We have implemented encryption for settings in some of our applications.
The day will come when we forgott the content of these settings. What is a good way to store them? They need to be accessed by certain members of our team.
There is one way I dont like: Our admins use a wiki for this. This wiki is acessible or not. There is no easy way to see what member of the team has information to what kind of logins.
I can think of 2 possibilities:
-
Encrypt them and save them in Subversion. Only members of the team that work on the project have the key to decrypt them.
-
Use an application that is tailored to solve this problem
What is a good way to savely store secrets and make them accessible to certain members?
EDIT 1
Here is an example of a problem we might run into:
We have a web application that runs on a webserver. The config has some security critical settings like payment providers. If the system crashes and we have to move the application to a new server we cant use the encrypted config. We have to have one in clear text and encrypt it on the new server.
Its not feasible to recreate the config. We realy have to store parts of it in clear text in a save place.

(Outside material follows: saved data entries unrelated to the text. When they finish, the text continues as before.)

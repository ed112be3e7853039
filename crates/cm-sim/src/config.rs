//! JSON sweep configuration and its expansion into trial specs.

use std::path::Path;

use serde::Deserialize;

use crate::SimResult;

/// A parameter sweep, loaded from a JSON file.
///
/// Two sweep modes share one schema.  When `p_values` holds more than one
/// entry, the sweep runs over informed *fractions*: `n1 = ⌊p · N⌋`, `n2 = 0`
/// (the single-group experiments).  Otherwise it runs over the explicit
/// `n1_values` × `n2_values` grid (the two-group experiments), with
/// `p = n1 / N` recorded for the log.
#[derive(Debug, Clone, Deserialize)]
pub struct SweepConfig {
    /// Output file name, created under the runner's data directory.
    pub output_csv:        String,
    /// Repetitions per parameter combination.
    pub num_runs:          u32,
    /// Simulation steps per trial.
    pub run_time:          u32,
    pub use_feedback:      bool,
    #[serde(rename = "N_values")]
    pub n_values:          Vec<u32>,
    pub n1_values:         Vec<u32>,
    pub n2_values:         Vec<u32>,
    pub p_values:          Vec<f64>,
    pub angle1_deg_values: Vec<f64>,
    pub angle2_deg_values: Vec<f64>,
}

/// One trial to run: a fully resolved parameter combination plus its
/// repetition index.
#[derive(Debug, Clone, Copy, PartialEq)]
pub struct TrialSpec {
    /// 1-based repetition index within the combination.
    pub run:        u32,
    pub n:          u32,
    /// Nominal informed fraction.
    pub p:          f64,
    pub n1:         u32,
    pub n2:         u32,
    pub angle1_deg: f64,
    pub angle2_deg: f64,
}

impl SweepConfig {
    pub fn from_path(path: &Path) -> SimResult<Self> {
        let text = std::fs::read_to_string(path)?;
        Ok(serde_json::from_str(&text)?)
    }

    /// Expand the sweep into the full list of trials, outermost loop first:
    /// N, then p (or n1 × n2), then both angles, then repetitions.
    pub fn expand(&self) -> Vec<TrialSpec> {
        let mut specs = Vec::new();
        for &n in &self.n_values {
            if self.p_values.len() > 1 {
                for &p in &self.p_values {
                    let n1 = (p * f64::from(n)) as u32;
                    self.push_combination(&mut specs, n, p, n1, 0);
                }
            } else {
                for &n1 in &self.n1_values {
                    for &n2 in &self.n2_values {
                        let p = f64::from(n1) / f64::from(n);
                        self.push_combination(&mut specs, n, p, n1, n2);
                    }
                }
            }
        }
        specs
    }

    fn push_combination(&self, specs: &mut Vec<TrialSpec>, n: u32, p: f64, n1: u32, n2: u32) {
        for &angle1_deg in &self.angle1_deg_values {
            for &angle2_deg in &self.angle2_deg_values {
                for run in 1..=self.num_runs {
                    specs.push(TrialSpec { run, n, p, n1, n2, angle1_deg, angle2_deg });
                }
            }
        }
    }
}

You could write a program that keeps a list of authorized users and only allows them to view certain encrypted files through the program. The authorized users could communicate to the program via a public-key digital signature – in this way the admin could know which users are still authorized, but they would still have to authenticate themselves to access secure data.
But with the example you provide in your edit, I’m a bit confused. That sounds like a slightly different case. You should never store secure data unencrypted, though – that defeats the purpose and security through obscurity is not an acceptable solution! Why not just store the key to decrypt the settings file, so that if it needs to move to other server, you can decrypt it and (if necessary) encrypt it with a new key?